Think of lexing as reading in a bunch of words, and parsing as reading in a sentence. Each word means something, but without the context of the sentence, it doesn’t mean anything very useful.

I didn’t use the title “How to do Lexical Analysis in C++” because most of you probably don’t know what that means. If you do, then I apologies.


Introduction
The question of how to parse a file has come up on TSDN fairly frequently, so I’ve decided to write something on the subject to help everyone without having to repeat ourselves over and over again. I also address safety when using these C functions as they can be dangerous if misused.

I am going to first define some terms to give you some background understanding.


Streams and Files
I should state right now, for those new to C, that it can consider many things as a file, including the keyboard (a.k.a. terminal in or standard input) and the display (terminal out or standard output).
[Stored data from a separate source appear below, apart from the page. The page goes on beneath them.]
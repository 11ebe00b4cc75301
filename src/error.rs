use thiserror::Error;

use crate::element::{EH, FH, HH, Kind, VH};

/// Reason a face could not be inserted without breaking manifoldness.
#[derive(Debug, Clone, Copy, PartialEq, Eq)]
pub enum NonManifold {
    /// The vertex is already surrounded by faces, there is no gap to insert a
    /// new face into.
    ComplexVertex(VH),
    /// The halfedge on the side the new face would occupy already has a face.
    ComplexHalfedge(HH),
    /// The boundary fans around the vertex could not be re-linked into a
    /// single cycle.
    PatchRelinkingFailed(VH),
}

#[derive(Debug, Error)]
pub enum Error {
    // Properties.
    #[error("the property is already borrowed")]
    BorrowedPropertyAccess,
    #[error("the property was removed from the mesh")]
    PropertyRemoved,
    #[error("a {0} property named {1:?} already exists")]
    DuplicateName(Kind, String),
    #[error("the {0} property {1:?} is reserved by the mesh")]
    ReservedProperty(Kind, String),
    #[error("property index {0} is out of bounds")]
    OutOfBoundsAccess(usize),
    #[error("mismatched array lengths: {0} and {1}")]
    MismatchedArrayLengths(usize, usize),
    // Construction.
    #[error("too many {0} elements for 32 bit indices")]
    CapacityExceeded(Kind),
    #[error("a face needs at least 3 distinct vertices, got {0}")]
    DegenerateFace(usize),
    #[error("vertex {0} appears more than once in the face")]
    RepeatedVertex(VH),
    #[error("cannot insert face: {0:?}")]
    NonManifoldInsertion(NonManifold),
    // Euler operators.
    #[error("edge {0} cannot be flipped")]
    InvalidFlip(EH),
    #[error("halfedge {0} cannot be collapsed")]
    InvalidCollapse(HH),
    #[error("cannot insert an edge between the heads of {0} and {1}")]
    InvalidEdgeInsertion(HH, HH),
    // Handles.
    #[error("invalid vertex {0}")]
    InvalidVertex(VH),
    #[error("invalid halfedge {0}")]
    InvalidHalfedge(HH),
    #[error("invalid edge {0}")]
    InvalidEdge(EH),
    #[error("invalid face {0}")]
    InvalidFace(FH),
    #[error("vertex {0} is deleted")]
    DeletedVertex(VH),
    #[error("halfedge {0} is deleted")]
    DeletedHalfedge(HH),
    #[error("edge {0} is deleted")]
    DeletedEdge(EH),
    #[error("face {0} is deleted")]
    DeletedFace(FH),
    // Topology checks.
    #[error("outgoing halfedge of {0} is not on the boundary")]
    OutgoingHalfedgeNotBoundary(VH),
    #[error("outgoing halfedges of {0} are inconsistent")]
    InvalidOutgoingHalfedges(VH),
    #[error("halfedge {0} starts and ends at the same vertex")]
    DegenerateHalfedge(HH),
    #[error("next/previous links of {0} are inconsistent")]
    InvalidHalfedgeLink(HH),
    #[error("halfedge {0} is missing from the fans of its vertices")]
    InvalidHalfedgeVertexLink(HH),
    #[error("the loop through {0} does not close")]
    InvalidLoopTopology(HH),
    #[error("the loop through {0} has fewer than 3 halfedges")]
    DegenerateLoop(HH),
    #[error("halfedge {0} disagrees with its loop about the incident face")]
    InconsistentFaceInLoop(HH),
    #[error("face {0} points to halfedge {1}, which does not point back")]
    InvalidFaceHalfedgeLink(FH, HH),
}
There is also a third output called standard error which is used to output error messages and by default is output to the terminal (this paragraph is the last time you will here about standard error directly in this document). The three are access through the objects stdin, stdout and stderr.

These three files (or streams) are open at the start of any terminal application as defined by the C Standards Committee, and can do anything that a regular file can do except seek to an arbitrary position in the file. It is because of this, the IO routines are usually applied to streams not files (where files are a specialisation or more concrete example of a stream).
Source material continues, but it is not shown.